338 Hipp, Mal sac, 1.

339 Voir le chapitre 4.1 de cette partie.

340 Nous verrons en effet (chapitre 4.1) qu’il n’y a pas de contradiction, bien au contraire, entre une médecine

rationnelle et la foi rendue au divin.

341 Le statut de ces personnes ainsi que les raisons qui poussent cet auteur à dénoncer certaines pratiques sont

analysés dans le chapitre 4 de cette première partie.

342 Le noir est la couleur de la mort. Hipp, Mal sac, 7.

343 La chèvre est un animal lié à Hécate, déesse qui représente la mort, le deuil, les lamentations. 344 Hipp, Mal sac, 1.

devraient plutôt encourager les malades à « sacrifier, prier, et, en allant dans les temples, à implorer les dieux »346 qu’ils estiment être en cause. Or, rien de cela n’est accompli, ces hommes n’agissant que pour leur gloire et, vraisemblablement, pour l’argent347.

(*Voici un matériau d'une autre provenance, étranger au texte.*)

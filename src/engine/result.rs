// ABOUTME: Step, job and run result types with the step state machine
// ABOUTME: Aggregates per-job outcomes into a run report with structured failure diagnostics

use chrono::{DateTime, Utc};
use serde::{Deserialize, Serialize};
use std::fmt;
use std::time::Duration;

use super::context::ExecutionContext;
use super::mode::ExecutionMode;
use crate::actions::{ActionInputs, ActionOutputs};
use crate::matrix::Job;

/// Outcome of one step.
#[derive(Debug, Clone, Copy, Serialize, Deserialize, PartialEq, Eq)]
#[serde(rename_all = "snake_case")]
pub enum StepStatus {
    /// Dry-run: the action would be invoked.
    WouldExecute,
    /// Dry-run: outputs already exist, the action would be skipped.
    WouldSkip,
    Executed,
    Skipped,
    Identical,
    Different,
    InvalidUses,
    InvalidParameter,
    Failed,
    TimedOut,
}

impl StepStatus {
    pub fn is_success(&self) -> bool {
        matches!(
            self,
            StepStatus::WouldExecute
                | StepStatus::WouldSkip
                | StepStatus::Executed
                | StepStatus::Skipped
                | StepStatus::Identical
        )
    }

    pub fn is_error(&self) -> bool {
        !self.is_success()
    }

    /// True when the action was actually invoked.
    pub fn is_execution(&self) -> bool {
        matches!(
            self,
            StepStatus::Executed | StepStatus::Identical | StepStatus::Different
        )
    }

    pub fn is_dry_run(&self) -> bool {
        matches!(self, StepStatus::WouldExecute | StepStatus::WouldSkip)
    }
}

impl fmt::Display for StepStatus {
    fn fmt(&self, f: &mut fmt::Formatter<'_>) -> fmt::Result {
        let text = match self {
            StepStatus::WouldExecute => "would execute",
            StepStatus::WouldSkip => "would skip",
            StepStatus::Executed => "executed",
            StepStatus::Skipped => "skipped",
            StepStatus::Identical => "identical",
            StepStatus::Different => "different",
            StepStatus::InvalidUses => "invalid uses",
            StepStatus::InvalidParameter => "invalid parameter",
            StepStatus::Failed => "failed",
            StepStatus::TimedOut => "timed out",
        };
        f.write_str(text)
    }
}

#[derive(Debug, Clone, Copy, Serialize, Deserialize, PartialEq, Eq)]
#[serde(rename_all = "snake_case")]
pub enum SkipReason {
    OutputsExist,
    ConditionFalse,
}

/// Lifecycle state of a step within its Job.
#[derive(Debug, Clone, Copy, Serialize, Deserialize, PartialEq, Eq)]
#[serde(rename_all = "snake_case")]
pub enum StepState {
    Pending,
    Validating,
    Skipped,
    Running,
    Comparing,
    Succeeded,
    Failed,
}

impl StepState {
    pub fn can_transition_to(&self, next: StepState) -> bool {
        use StepState::*;
        matches!(
            (self, next),
            (Pending, Validating)
                | (Pending, Skipped)
                | (Pending, Running)
                | (Pending, Comparing)
                | (Pending, Failed)
                | (Validating, Succeeded)
                | (Validating, Failed)
                | (Running, Succeeded)
                | (Running, Failed)
                | (Comparing, Succeeded)
                | (Comparing, Failed)
        )
    }

    pub fn is_terminal(&self) -> bool {
        matches!(
            self,
            StepState::Skipped | StepState::Succeeded | StepState::Failed
        )
    }
}

#[derive(Debug, Clone, Serialize, Deserialize)]
pub struct StepResult {
    pub step: String,
    pub action: String,
    pub status: StepStatus,
    pub skip_reason: Option<SkipReason>,
    pub states: Vec<StepState>,
    pub inputs: ActionInputs,
    pub outputs: ActionOutputs,
    pub diagnostic: Option<String>,
    pub started_at: DateTime<Utc>,
    pub duration: Option<Duration>,
}

impl StepResult {
    pub fn new(step: impl Into<String>, action: impl Into<String>) -> Self {
        Self {
            step: step.into(),
            action: action.into(),
            status: StepStatus::Failed,
            skip_reason: None,
            states: vec![StepState::Pending],
            inputs: ActionInputs::new(),
            outputs: ActionOutputs::new(),
            diagnostic: None,
            started_at: Utc::now(),
            duration: None,
        }
    }

    pub fn state(&self) -> StepState {
        self.states.last().copied().unwrap_or(StepState::Pending)
    }

    /// Move to `next`, ignoring transitions the state machine does not allow.
    pub fn transition(&mut self, next: StepState) -> bool {
        if self.state().can_transition_to(next) {
            self.states.push(next);
            true
        } else {
            false
        }
    }

    pub fn succeed(mut self, status: StepStatus) -> Self {
        self.transition(StepState::Succeeded);
        self.finish(status, None)
    }

    pub fn skip(mut self, status: StepStatus, reason: SkipReason) -> Self {
        self.transition(StepState::Skipped);
        self.skip_reason = Some(reason);
        self.finish(status, None)
    }

    pub fn fail(mut self, status: StepStatus, diagnostic: impl Into<String>) -> Self {
        self.transition(StepState::Failed);
        self.finish(status, Some(diagnostic.into()))
    }

    fn finish(mut self, status: StepStatus, diagnostic: Option<String>) -> Self {
        self.status = status;
        self.diagnostic = diagnostic;
        self.duration = Some(
            (Utc::now() - self.started_at)
                .to_std()
                .unwrap_or(Duration::ZERO),
        );
        self
    }

    pub fn is_successful(&self) -> bool {
        self.status.is_success()
    }
}

#[derive(Debug, Clone, Copy, Serialize, Deserialize, PartialEq, Eq)]
#[serde(rename_all = "snake_case")]
pub enum JobStatus {
    Succeeded,
    Skipped,
    Failed,
}

impl fmt::Display for JobStatus {
    fn fmt(&self, f: &mut fmt::Formatter<'_>) -> fmt::Result {
        let text = match self {
            JobStatus::Succeeded => "succeeded",
            JobStatus::Skipped => "skipped",
            JobStatus::Failed => "failed",
        };
        f.write_str(text)
    }
}

/// First failing step of a Job.
#[derive(Debug, Clone, Serialize, Deserialize, PartialEq)]
pub struct JobFailure {
    pub step: Option<String>,
    pub inputs: ActionInputs,
    pub message: String,
}

#[derive(Debug, Clone, Serialize, Deserialize)]
pub struct JobResult {
    pub job: Job,
    pub status: JobStatus,
    pub steps: Vec<StepResult>,
    pub context: ExecutionContext,
    pub failure: Option<JobFailure>,
}

impl JobResult {
    /// Derive the Job status from its step results.
    pub fn from_steps(job: Job, steps: Vec<StepResult>, context: ExecutionContext) -> Self {
        let failure = steps
            .iter()
            .find(|step| step.status.is_error())
            .map(|step| JobFailure {
                step: Some(step.step.clone()),
                inputs: step.inputs.clone(),
                message: step
                    .diagnostic
                    .clone()
                    .unwrap_or_else(|| step.status.to_string()),
            });

        let status = if failure.is_some() {
            JobStatus::Failed
        } else if !steps.is_empty() && steps.iter().all(|s| s.status == StepStatus::Skipped) {
            JobStatus::Skipped
        } else {
            JobStatus::Succeeded
        };

        Self {
            job,
            status,
            steps,
            context,
            failure,
        }
    }

    /// A Job that failed before any step ran.
    pub fn failed_before_steps(job: Job, context: ExecutionContext, message: String) -> Self {
        Self {
            job,
            status: JobStatus::Failed,
            steps: Vec::new(),
            context,
            failure: Some(JobFailure {
                step: None,
                inputs: ActionInputs::new(),
                message,
            }),
        }
    }

    pub fn is_successful(&self) -> bool {
        self.status != JobStatus::Failed
    }

    pub fn executions(&self) -> usize {
        self.steps.iter().filter(|s| s.status.is_execution()).count()
    }
}

/// Structured description of one failed Job.
#[derive(Debug, Clone, Serialize, Deserialize, PartialEq)]
pub struct FailureDiagnostic {
    pub job: String,
    pub ordinal: usize,
    pub step: Option<String>,
    pub inputs: ActionInputs,
    pub message: String,
}

impl fmt::Display for FailureDiagnostic {
    fn fmt(&self, f: &mut fmt::Formatter<'_>) -> fmt::Result {
        match &self.step {
            Some(step) => write!(
                f,
                "job #{} [{}] step '{}': {}",
                self.ordinal, self.job, step, self.message
            ),
            None => write!(f, "job #{} [{}]: {}", self.ordinal, self.job, self.message),
        }
    }
}

#[derive(Debug, Clone, Default, Serialize, Deserialize, PartialEq)]
pub struct RunSummary {
    pub total_jobs: usize,
    pub succeeded_jobs: usize,
    pub skipped_jobs: usize,
    pub failed_jobs: usize,
    pub executed_steps: usize,
}

#[derive(Debug, Clone, Serialize, Deserialize)]
pub struct RunReport {
    pub workflow_id: String,
    pub run_id: String,
    pub mode: ExecutionMode,
    pub start_time: DateTime<Utc>,
    pub end_time: Option<DateTime<Utc>>,
    pub duration: Option<Duration>,
    pub jobs: Vec<JobResult>,
    pub summary: RunSummary,
}

impl RunReport {
    pub fn new(workflow_id: impl Into<String>, mode: ExecutionMode) -> Self {
        Self {
            workflow_id: workflow_id.into(),
            run_id: uuid::Uuid::new_v4().to_string(),
            mode,
            start_time: Utc::now(),
            end_time: None,
            duration: None,
            jobs: Vec::new(),
            summary: RunSummary::default(),
        }
    }

    pub fn add_job(&mut self, job: JobResult) {
        self.jobs.push(job);
        self.update_summary();
    }

    pub fn mark_completed(&mut self) {
        let end_time = Utc::now();
        self.end_time = Some(end_time);
        self.duration = Some(
            (end_time - self.start_time)
                .to_std()
                .unwrap_or(Duration::ZERO),
        );
        self.update_summary();
    }

    fn update_summary(&mut self) {
        let count = |status: JobStatus| self.jobs.iter().filter(|j| j.status == status).count();
        self.summary = RunSummary {
            total_jobs: self.jobs.len(),
            succeeded_jobs: count(JobStatus::Succeeded),
            skipped_jobs: count(JobStatus::Skipped),
            failed_jobs: count(JobStatus::Failed),
            executed_steps: self.jobs.iter().map(JobResult::executions).sum(),
        };
    }

    /// Success iff every Job succeeded or was skipped.
    pub fn is_success(&self) -> bool {
        self.jobs.iter().all(JobResult::is_successful)
    }

    pub fn failures(&self) -> Vec<FailureDiagnostic> {
        self.jobs
            .iter()
            .filter_map(|job| {
                job.failure.as_ref().map(|failure| FailureDiagnostic {
                    job: job.job.label(),
                    ordinal: job.job.ordinal,
                    step: failure.step.clone(),
                    inputs: failure.inputs.clone(),
                    message: failure.message.clone(),
                })
            })
            .collect()
    }

    pub fn to_json(&self) -> serde_json::Result<String> {
        serde_json::to_string_pretty(self)
    }
}
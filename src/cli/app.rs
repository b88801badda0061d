// ABOUTME: Main application orchestration for gridflow CLI
// ABOUTME: Coordinates between CLI arguments, configuration, the action registry and command execution

use anyhow::Result;
use std::sync::Arc;
use tracing::{debug, info};
use tracing_subscriber::EnvFilter;

use super::commands;
use super::{Args, Commands, Config};
use crate::actions::ActionRegistry;

pub struct App {
    config: Config,
    registry: Arc<ActionRegistry>,
}

impl App {
    /// Create a new application instance with the built-in actions
    pub fn new(config: Config) -> Self {
        Self::with_registry(config, ActionRegistry::with_builtins())
    }

    /// Create an application around a registry populated by the embedding program
    pub fn with_registry(config: Config, registry: ActionRegistry) -> Self {
        Self {
            config,
            registry: Arc::new(registry),
        }
    }

    pub fn config(&self) -> &Config {
        &self.config
    }

    /// Initialize logging based on configuration
    pub fn init_logging(&self, verbose: bool, no_color: bool) -> Result<()> {
        let log_level = if verbose {
            "debug"
        } else {
            &self.config.logging.level
        };

        let env_filter =
            EnvFilter::try_from_default_env().unwrap_or_else(|_| EnvFilter::new(log_level));

        let builder = tracing_subscriber::fmt()
            .with_env_filter(env_filter)
            .with_ansi(!no_color)
            .with_target(false)
            .with_writer(std::io::stderr);

        let initialized = match self.config.logging.format.as_str() {
            "compact" => builder.compact().try_init(),
            "json" => builder.json().try_init(),
            _ => builder.try_init(),
        };
        if let Err(e) = initialized {
            debug!("Logging already initialized: {}", e);
        }

        debug!("Logging initialized with level: {}", log_level);
        Ok(())
    }

    /// Run the application with parsed arguments
    pub async fn run(&self, args: Args) -> Result<()> {
        self.init_logging(args.verbose, args.no_color)?;

        info!("Starting gridflow v{}", env!("CARGO_PKG_VERSION"));
        debug!("Configuration loaded from: {:?}", args.config);

        match args.command {
            Commands::Run {
                workflow,
                mode,
                output,
                max_concurrent,
            } => {
                let options = commands::RunOptions {
                    mode: mode.unwrap_or(self.config.default_mode),
                    output,
                    max_concurrent_jobs: max_concurrent.unwrap_or(self.config.max_concurrent_jobs),
                    step_timeout: self.config.step_timeout,
                };
                commands::run_workflow(workflow, options, Arc::clone(&self.registry)).await
            }

            Commands::Validate { workflow } => {
                commands::validate_workflow(workflow, Arc::clone(&self.registry)).await
            }

            Commands::Actions => commands::list_actions(&self.registry),

            Commands::Init { name, output_dir } => commands::init_workflow(name, output_dir).await,
        }
    }

    /// Create application from command line arguments
    pub fn from_args() -> Result<(Self, Args)> {
        let args = Args::parse_args();
        let config = Config::load(args.config.clone())?;
        Ok((Self::new(config), args))
    }
}
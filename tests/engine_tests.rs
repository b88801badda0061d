// ABOUTME: Integration tests for the workflow executor across all execution modes
// ABOUTME: Covers restart-safe reruns, compare mismatches, failure isolation and guards

mod common;

use common::{registry_with, tamper_recorded_output, RecordingAction, TestStep, TestWorkflowBuilder};
use gridflow::actions::Action;
use gridflow::engine::{ExecutionError, ExecutionMode, JobStatus, StepStatus, WorkflowExecutor};
use gridflow::matrix::JobOrigin;
use gridflow::parser::WorkflowDocument;
use serde_json::json;
use std::sync::atomic::{AtomicUsize, Ordering};
use std::sync::Arc;

struct Fixture {
    document: WorkflowDocument,
    executor: WorkflowExecutor,
    learn: Arc<RecordingAction>,
    /// Invocations of the `learn` action.
    executions: Arc<AtomicUsize>,
}

fn structure_learning_workflow() -> TestWorkflowBuilder {
    TestWorkflowBuilder::new("structure-learning")
        .description("Learn and score causal graphs")
        .data_root("/data")
        .output_root("/results/{{id}}/{{dataset}}-{{algorithm}}")
        .axis("dataset", &["asia", "sachs"])
        .axis("algorithm", &["pc", "ges"])
        .step(
            TestStep::action("learn", "test/learn")
                .with("data", "{{data_root}}/{{dataset}}/{{algorithm}}.csv")
                .with("out", "{{output_root}}/graph.xml"),
        )
        .step(TestStep::action("evaluate", "test/evaluate").with("graph", "{{learn.graph}}"))
}

fn fixture(builder: TestWorkflowBuilder, learn: RecordingAction) -> Fixture {
    let evaluate = RecordingAction::new("test/evaluate", &["graph"], &["score"]);
    let executions = learn.executions();
    let learn = Arc::new(learn);

    let registry = registry_with(vec![
        Arc::clone(&learn) as Arc<dyn Action>,
        Arc::new(evaluate) as Arc<dyn Action>,
    ]);

    let document = WorkflowDocument::from_yaml(&builder.generate_yaml()).unwrap();
    Fixture {
        document,
        executor: WorkflowExecutor::new(Arc::new(registry)),
        learn,
        executions,
    }
}

fn learn_action() -> RecordingAction {
    RecordingAction::new("test/learn", &["data", "out"], &["graph"])
}

#[tokio::test]
async fn test_dry_run_invokes_nothing() {
    let fixture = fixture(structure_learning_workflow(), learn_action());

    let report = fixture
        .executor
        .execute(&fixture.document, ExecutionMode::DryRun)
        .await
        .unwrap();

    assert!(report.is_success());
    assert_eq!(report.summary.total_jobs, 4);
    assert_eq!(report.summary.executed_steps, 0);
    assert_eq!(fixture.executions.load(Ordering::SeqCst), 0);
    for job in &report.jobs {
        assert_eq!(job.status, JobStatus::Succeeded);
        assert!(job
            .steps
            .iter()
            .all(|step| step.status == StepStatus::WouldExecute));
    }
    assert!(fixture.learn.store().read().await.is_empty());
}

#[tokio::test]
async fn test_inputs_resolve_against_job_axes() {
    let fixture = fixture(structure_learning_workflow(), learn_action());

    let report = fixture
        .executor
        .execute(&fixture.document, ExecutionMode::Run)
        .await
        .unwrap();

    let first = &report.jobs[0];
    assert_eq!(first.job.get("dataset"), Some(&json!("asia")));
    assert_eq!(first.job.get("algorithm"), Some(&json!("pc")));
    assert_eq!(first.steps[0].inputs["data"], json!("/data/asia/pc.csv"));
    assert_eq!(
        first.steps[0].inputs["out"],
        json!("/results/structure-learning/asia-pc/graph.xml")
    );
    assert_eq!(
        first.steps[1].inputs["graph"],
        first.steps[0].outputs["graph"]
    );

    let last = &report.jobs[3];
    assert_eq!(last.steps[0].inputs["data"], json!("/data/sachs/ges.csv"));
}

#[tokio::test]
async fn test_rerun_skips_everything() {
    let fixture = fixture(structure_learning_workflow(), learn_action());

    let first = fixture
        .executor
        .execute(&fixture.document, ExecutionMode::Run)
        .await
        .unwrap();
    assert!(first.is_success());
    assert_eq!(first.summary.executed_steps, 8);
    assert_eq!(fixture.executions.load(Ordering::SeqCst), 4);

    let second = fixture
        .executor
        .execute(&fixture.document, ExecutionMode::Run)
        .await
        .unwrap();
    assert!(second.is_success());
    assert_eq!(second.summary.executed_steps, 0);
    assert_eq!(second.summary.skipped_jobs, 4);
    assert_eq!(fixture.executions.load(Ordering::SeqCst), 4);

    for (before, after) in first.jobs.iter().zip(&second.jobs) {
        assert_eq!(after.status, JobStatus::Skipped);
        assert!(after
            .steps
            .iter()
            .all(|step| step.status == StepStatus::Skipped));
        assert_eq!(before.context, after.context);
    }
}

#[tokio::test]
async fn test_dry_run_after_run_would_skip() {
    let fixture = fixture(structure_learning_workflow(), learn_action());

    fixture
        .executor
        .execute(&fixture.document, ExecutionMode::Run)
        .await
        .unwrap();
    let report = fixture
        .executor
        .execute(&fixture.document, ExecutionMode::DryRun)
        .await
        .unwrap();

    for job in &report.jobs {
        assert!(job
            .steps
            .iter()
            .all(|step| step.status == StepStatus::WouldSkip));
    }
}

#[tokio::test]
async fn test_compare_detects_changed_recording() {
    let fixture = fixture(structure_learning_workflow(), learn_action());

    fixture
        .executor
        .execute(&fixture.document, ExecutionMode::Run)
        .await
        .unwrap();

    let unchanged = fixture
        .executor
        .execute(&fixture.document, ExecutionMode::Compare)
        .await
        .unwrap();
    assert!(unchanged.is_success());
    for job in &unchanged.jobs {
        assert!(job
            .steps
            .iter()
            .all(|step| step.status == StepStatus::Identical));
    }

    let changed = tamper_recorded_output(&fixture.learn.store(), "asia/ges.csv", "graph", "stale").await;
    assert_eq!(changed, 1);

    let report = fixture
        .executor
        .execute(&fixture.document, ExecutionMode::Compare)
        .await
        .unwrap();
    assert!(!report.is_success());
    assert_eq!(report.summary.failed_jobs, 1);

    let failed = &report.jobs[1];
    assert_eq!(failed.job.get("algorithm"), Some(&json!("ges")));
    assert_eq!(failed.status, JobStatus::Failed);
    assert_eq!(failed.steps.len(), 1);
    assert_eq!(failed.steps[0].status, StepStatus::Different);

    let failures = report.failures();
    assert_eq!(failures.len(), 1);
    assert_eq!(failures[0].step.as_deref(), Some("learn"));
    assert!(failures[0].message.contains("recorded stale"));
}

#[tokio::test]
async fn test_failing_job_does_not_stop_others() {
    let fixture = fixture(
        structure_learning_workflow(),
        learn_action().failing_when("data", "/data/sachs/pc.csv"),
    );

    let report = fixture
        .executor
        .execute(&fixture.document, ExecutionMode::Run)
        .await
        .unwrap();

    assert!(!report.is_success());
    assert_eq!(report.summary.total_jobs, 4);
    assert_eq!(report.summary.succeeded_jobs, 3);
    assert_eq!(report.summary.failed_jobs, 1);

    let failed = &report.jobs[2];
    assert_eq!(failed.status, JobStatus::Failed);
    assert_eq!(failed.steps.len(), 1);
    assert_eq!(failed.steps[0].status, StepStatus::Failed);

    let failures = report.failures();
    assert_eq!(failures[0].ordinal, failed.job.ordinal);
    assert_eq!(failures[0].inputs["data"], json!("/data/sachs/pc.csv"));
    assert!(failures[0].job.contains("dataset=sachs"));
}

#[tokio::test]
async fn test_exclude_rule_removes_jobs() {
    let document = WorkflowDocument::from_yaml(
        r#"
id: sizes
description: Algorithm by sample size
matrix:
  algorithm: [pc, ges]
  size: [100, 500]
exclude:
  - algorithm: ges
    size: 100
steps:
  - name: learn
    uses: test/learn
    with:
      data: "{{algorithm}}-{{size}}"
"#,
    )
    .unwrap();

    let learn = RecordingAction::new("test/learn", &["data"], &["graph"]);
    let executor = WorkflowExecutor::new(Arc::new(registry_with(vec![Arc::new(learn) as Arc<dyn Action>])));
    let jobs = executor.prepare(&document).unwrap();

    let assignments: Vec<(serde_json::Value, serde_json::Value)> = jobs
        .iter()
        .map(|job| (job.assignment["algorithm"].clone(), job.assignment["size"].clone()))
        .collect();
    assert_eq!(
        assignments,
        vec![
            (json!("pc"), json!(100)),
            (json!("pc"), json!(500)),
            (json!("ges"), json!(500)),
        ]
    );

    let report = executor.execute(&document, ExecutionMode::Run).await.unwrap();
    let data: Vec<_> = report
        .jobs
        .iter()
        .map(|job| job.steps[0].inputs["data"].clone())
        .collect();
    assert_eq!(data, vec![json!("pc-100"), json!("pc-500"), json!("ges-500")]);
}

#[tokio::test]
async fn test_include_appends_job() {
    let builder = structure_learning_workflow().include(&[("dataset", "alarm"), ("algorithm", "fci")]);
    let fixture = fixture(builder, learn_action());

    let report = fixture
        .executor
        .execute(&fixture.document, ExecutionMode::DryRun)
        .await
        .unwrap();

    assert_eq!(report.summary.total_jobs, 5);
    let extra = &report.jobs[4].job;
    assert_eq!(extra.origin, JobOrigin::Include);
    assert_eq!(report.jobs[4].steps[0].inputs["data"], json!("/data/alarm/fci.csv"));
}

#[tokio::test]
async fn test_unknown_action_is_invalid_uses() {
    let builder = TestWorkflowBuilder::new("unknown")
        .axis("dataset", &["asia"])
        .step(TestStep::action("learn", "test/missing").with("data", "{{dataset}}"));
    let fixture = fixture(builder, learn_action());

    let report = fixture
        .executor
        .execute(&fixture.document, ExecutionMode::DryRun)
        .await
        .unwrap();

    assert!(!report.is_success());
    assert_eq!(report.jobs[0].steps[0].status, StepStatus::InvalidUses);
    assert!(report.failures()[0].message.contains("test/missing"));
}

#[tokio::test]
async fn test_undeclared_input_is_invalid_parameter() {
    let builder = TestWorkflowBuilder::new("bad-input")
        .axis("dataset", &["asia"])
        .step(
            TestStep::action("learn", "test/learn")
                .with("data", "{{dataset}}")
                .with("alpha", "0.05"),
        );
    let fixture = fixture(builder, learn_action());

    let report = fixture
        .executor
        .execute(&fixture.document, ExecutionMode::Run)
        .await
        .unwrap();

    assert_eq!(report.jobs[0].steps[0].status, StepStatus::InvalidParameter);
    assert_eq!(fixture.executions.load(Ordering::SeqCst), 0);
}

#[tokio::test]
async fn test_guard_skips_step() {
    let builder = TestWorkflowBuilder::new("guarded")
        .axis("algorithm", &["pc", "ges"])
        .step(
            TestStep::action("learn", "test/learn")
                .with("data", "{{algorithm}}")
                .when("{{algorithm}} == pc"),
        );
    let fixture = fixture(builder, learn_action());

    let dry = fixture
        .executor
        .execute(&fixture.document, ExecutionMode::DryRun)
        .await
        .unwrap();
    assert_eq!(dry.jobs[0].steps[0].status, StepStatus::WouldExecute);
    assert_eq!(dry.jobs[1].steps[0].status, StepStatus::WouldSkip);

    let run = fixture
        .executor
        .execute(&fixture.document, ExecutionMode::Run)
        .await
        .unwrap();
    assert!(run.is_success());
    assert_eq!(run.jobs[0].steps[0].status, StepStatus::Executed);
    assert_eq!(run.jobs[1].steps[0].status, StepStatus::Skipped);
    assert_eq!(run.jobs[1].status, JobStatus::Skipped);
    assert_eq!(fixture.executions.load(Ordering::SeqCst), 1);
}

#[tokio::test]
async fn test_undeclared_output_fails_preflight() {
    let builder = structure_learning_workflow()
        .step(TestStep::action("report", "test/evaluate").with("graph", "{{learn.adjacency}}"));
    let fixture = fixture(builder, learn_action());

    let result = fixture
        .executor
        .execute(&fixture.document, ExecutionMode::DryRun)
        .await;

    match result {
        Err(ExecutionError::Preflight(report)) => {
            assert_eq!(report.len(), 1);
            assert!(report.to_string().contains("adjacency"));
        }
        other => panic!("Expected pre-flight failure, got {:?}", other.map(|r| r.run_id)),
    }
    assert_eq!(fixture.executions.load(Ordering::SeqCst), 0);
}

Pour l’auteur de la Maladie Sacrée, aucun dieu ni aucune déesse ne peut être mis en cause pour de telles affections, tout simplement car cela va à l’encontre de la nature même du divin 348:

Οὐ μέντοι ἔγωγε ἀξιῶ ὑπὸ θεοῦ ἀνθρώπου

σῶμα μιαίνεσθαι, τὸ ἐπικηρότατον ὑπὸ

τοῦ ἁγνοτάτου·ἀλλὰ κἢν τυγχάνῃ ὑπὸ

ἑτέρου μεμιασμένον ἤ τι πεπονθὸς, ἐθέλοι

ἂν ὑπὸ τοῦ θεοῦ καθαίρεσθαι καὶ

ἁγνίζεσθαι μᾶλλον ἢ μιαίνεσθαι.

Τὰ γοῦν μέγιστα τῶν ἁμαρτημάτων καὶ

ἀνοσιώτατα τὸ θεῖόν ἐστι τὸ καθαῖρον καὶ

ἁγνίζον καὶ ῥύμμα γινόμενον ἡμῖν

Cependant, je n’estime pas, pour ma part, que le corps de l’homme puisse être souillé par la divinité, ce qu’il y a de plus périssable par ce qu’il y a de plus pur. Mais, même s’il arrive au corps humain d’avoir été souillé ou d’avoir subi quelque dommage sous l’effet d’autre chose, j’estime qu’il sera purifié et sanctifié par la divinité plutôt que souillé par elle. De toute façon, dans le cas des fautes les plus graves et les plus impies, c’est le divin qui les purifie et les sanctifie et qui est pour nous la substance qui nettoie.349.

En attribuant au divin une image bénéfique, positive et en le destituant d’une implication éventuelle dans certaines souffrances, le médecin responsabilise l’être humain face à la maladie, l’encourageant à prendre conscience qu’il n’existe pas de fatalité divine mais un fonctionnement propre à l’humain dont il s’agit de prendre conscience pour être le meilleur garant de soi-même.